Jones will serve as special counsel and independent reviewer for the appointment, which will be ongoing. Dolan addressed Jones personally during the announcement.
“I’m asking you to conduct an independent, scrupulous review to see if there are gaps, if there are things we should be doing and are not, and, hopefully, to affirm that we are doing our best to live up to promises we bishops made to our people in 2002,” Dolan said.
The country’s bishops agreed that year to enact a zero-tolerance policy against priests who are found to have sexually abused children.
Jones said she’s already started reviewing efforts by the archdiocese to handle cases of child sex abuse, some dating back more than two decades.
“Based upon this initial review, I see a robust infrastructure in place with the archdiocese. My job now will be to evaluate the effectiveness of the existing programs and policies in that infrastructure—identify deficiencies—and recommend enhancements or new policies and procedures,” Jones said in a statement.
Jones is currently a partner at Bracewell LLP in Manhattan where she focuses on corporate monitorships, compliance issues, internal investigations and arbitrations and mediations.

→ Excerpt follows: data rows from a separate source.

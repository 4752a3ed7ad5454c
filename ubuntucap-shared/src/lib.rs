//! Platform-neutral building blocks for the UbuntuCap client: typed payloads,
//! the response normalization layer, form validation, display formatting and
//! client configuration.
#![cfg_attr(not(test), forbid(unsafe_code))]

pub mod config;
pub mod format;
pub mod models;
pub mod validation;

pub use config::ClientConfig;
pub use models::errors::{ErrorBody, FieldErrors};
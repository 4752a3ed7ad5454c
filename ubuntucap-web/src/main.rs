mod api;
mod app;
mod components;
mod config;
mod containers;
mod context;
mod features;
mod hooks;
mod http;
mod language;
mod models;
mod notify;
mod pages;
mod routes;
mod session;

#[cfg(test)]
mod routes_test;

use app::App;
use i18nrs::yew::I18nProvider;
use i18nrs::yew::I18nProviderConfig;
use language::{DEFAULT_LANGUAGE, supported_languages};
use std::collections::HashMap;
use tracing::{error, info};
use yew::Renderer;
use yew::prelude::*;
use yewdux::YewduxRoot;

#[function_component(InternationalApp)]
fn international_app() -> Html {
    let translations: HashMap<&str, &str> = supported_languages()
        .iter()
        .map(|(&key, value)| (key, value.translation))
        .collect();

    let config = I18nProviderConfig {
        translations,
        default_language: DEFAULT_LANGUAGE.to_string(),
        ..Default::default()
    };

    html! {
        <YewduxRoot>
            <I18nProvider ..config>
                <App />
            </I18nProvider>
        </YewduxRoot>
    }
}

fn main() {
    #[cfg(target_arch = "wasm32")]
    {
        console_error_panic_hook::set_once();
        tracing_wasm::set_as_global_default();
    }

    info!("starting UbuntuCap web client");

    let body = web_sys::window()
        .and_then(|window| window.document())
        .and_then(|document| document.query_selector("body").ok().flatten());
    match body {
        Some(root) => {
            Renderer::<InternationalApp>::with_root(root).render();
        }
        None => error!("no document body to mount the app on"),
    }
}
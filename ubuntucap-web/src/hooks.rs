use yew::prelude::*;

/// A callback writing one field of a form draft held in `use_state`.
pub fn draft_setter<F>(draft: &UseStateHandle<F>, apply: fn(&mut F, String)) -> Callback<String>
where
    F: Clone + 'static,
{
    let draft = draft.clone();
    Callback::from(move |value: String| {
        let mut next = (*draft).clone();
        apply(&mut next, value);
        draft.set(next);
    })
}
//! Labelled form inputs with their inline validation message.

use shared::FieldErrors;
use web_sys::{HtmlInputElement, HtmlSelectElement};
use yew::prelude::*;

#[derive(Properties, PartialEq)]
pub struct FieldErrorProps {
    pub errors: FieldErrors,
    pub field: AttrValue,
}

/// First error reported for `field`, if any.
#[function_component(FieldError)]
pub fn field_error(props: &FieldErrorProps) -> Html {
    match props.errors.first(&props.field) {
        Some(message) => html! {
            <span class="label-text-alt text-error mt-1">{message.to_string()}</span>
        },
        None => html! {},
    }
}

#[derive(Properties, PartialEq)]
pub struct TextFieldProps {
    /// Input id and the field's key in `errors`.
    pub name: AttrValue,
    pub label: AttrValue,
    pub value: AttrValue,
    pub on_input: Callback<String>,
    #[prop_or(AttrValue::Static("text"))]
    pub input_type: AttrValue,
    #[prop_or_default]
    pub placeholder: Option<AttrValue>,
    #[prop_or_default]
    pub errors: FieldErrors,
    #[prop_or_default]
    pub required: bool,
    #[prop_or_default]
    pub disabled: bool,
}

#[function_component(TextField)]
pub fn text_field(props: &TextFieldProps) -> Html {
    let oninput = {
        let on_input = props.on_input.clone();
        Callback::from(move |event: InputEvent| {
            if let Some(input) = event.target_dyn_into::<HtmlInputElement>() {
                on_input.emit(input.value());
            }
        })
    };
    let invalid = props.errors.contains(&props.name);

    html! {
        <div class="form-control w-full">
            <label class="label" for={props.name.clone()}>
                <span class="label-text">{props.label.clone()}</span>
            </label>
            <input
                id={props.name.clone()}
                name={props.name.clone()}
                class={classes!("input", "input-bordered", "w-full", invalid.then_some("input-error"))}
                type={props.input_type.clone()}
                placeholder={props.placeholder.clone()}
                required={props.required}
                disabled={props.disabled}
                value={props.value.clone()}
                {oninput}
            />
            <FieldError errors={props.errors.clone()} field={props.name.clone()} />
        </div>
    }
}

#[derive(Properties, PartialEq)]
pub struct SelectFieldProps {
    pub name: AttrValue,
    pub label: AttrValue,
    pub value: AttrValue,
    /// `(value, label)` pairs.
    pub options: Vec<(AttrValue, AttrValue)>,
    pub on_change: Callback<String>,
    #[prop_or_default]
    pub placeholder: Option<AttrValue>,
    #[prop_or_default]
    pub errors: FieldErrors,
}

#[function_component(SelectField)]
pub fn select_field(props: &SelectFieldProps) -> Html {
    let onchange = {
        let on_change = props.on_change.clone();
        Callback::from(move |event: Event| {
            if let Some(select) = event.target_dyn_into::<HtmlSelectElement>() {
                on_change.emit(select.value());
            }
        })
    };
    let invalid = props.errors.contains(&props.name);

    html! {
        <div class="form-control w-full">
            <label class="label" for={props.name.clone()}>
                <span class="label-text">{props.label.clone()}</span>
            </label>
            <select
                id={props.name.clone()}
                class={classes!("select", "select-bordered", "w-full", invalid.then_some("select-error"))}
                {onchange}
            >
                if let Some(placeholder) = &props.placeholder {
                    <option value="" selected={props.value.is_empty()}>{placeholder.clone()}</option>
                }
                { for props.options.iter().map(|(value, label)| html! {
                    <option value={value.clone()} selected={*value == props.value}>{label.clone()}</option>
                }) }
            </select>
            <FieldError errors={props.errors.clone()} field={props.name.clone()} />
        </div>
    }
}
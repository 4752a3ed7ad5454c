use crate::context::use_app_context;
use crate::routes::Route;
use i18nrs::yew::use_translation;
use yew::prelude::*;
use yew_router::prelude::Link;

#[function_component(Footer)]
pub fn footer() -> Html {
    let (i18n, ..) = use_translation();
    let context = use_app_context();
    let year = js_sys::Date::new_0().get_full_year();

    html! {
        <footer class="footer footer-center p-4 border-t border-base-300 text-base-content">
            <nav class="grid grid-flow-col gap-4">
                <Link<Route> to={Route::About} classes="link link-hover">{i18n.t("nav.about")}</Link<Route>>
                <Link<Route> to={Route::Contact} classes="link link-hover">{i18n.t("nav.contact")}</Link<Route>>
                <a class="link link-hover" href={format!("mailto:{}", context.config.support_email)}>
                    {&context.config.support_email}
                </a>
            </nav>
            <p>{format!("© {year} {} · {}", i18n.t("app.title"), i18n.t("footer.rights"))}</p>
        </footer>
    }
}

She began serving as special master in the Cohen case in April, when she was appointed to the position by U.S. District Judge Kimba Wood of the Southern District of New York. She finished reviewing millions of documents last month that were seized from Cohen’s office and home in April. She identified about 7,500 items as being privileged or sensitive, but 3.2 million other documents were handed over to prosecutors. Cohen pleaded guilty days later and offered to cooperate with alleged investigations into allegations of Russian interference in U.S. politics.
The appointment of Jones builds on other actions taken by church officials and state prosecutors recently to further investigate the handling of child sex abuse in New York. Those efforts were spurred by a grand jury report unsealed in Pennsylvania last month that alleged more than 300 clergy members sexually abused more than 1,000 victims over a period of decades.
State Attorney General Barbara Underwood has launched a civil investigation into the treatment of child sex abuse cases by the church. She issued civil subpoenas earlier this month to the state’s dioceses, which said they were ready and willing to work with the attorney general’s office in its civil investigation.
Underwood’s office cannot independently pursue criminal charges against church officials in cases of alleged child sex abuse. That responsibility, if presented, would fall to the state’s district attorneys, who are the only officials with the power to convene grand juries to investigate and potentially prosecute individuals on child sex abuse charges.
Albany County District Attorney David Soares, who is president of the District Attorneys Association of the State of New York, said last month that the state’s prosecutors will work jointly with Underwood’s office on any investigations of child sex abuse.
Jones’ work will complement both investigations by sorting through the church’s current policies for handling child sex abuse cases and making recommendations on how they can be improved. She will also work with Dolan on developing new protocols for dealing with allegations of abuse of position or power with adults, according to a press release.
Jones served as a federal judge in the Southern District for 16 years before her appointment to the Judicial Panel on Multidistrict Litigation, where she served until 2012. She joined Bracewell in 2016.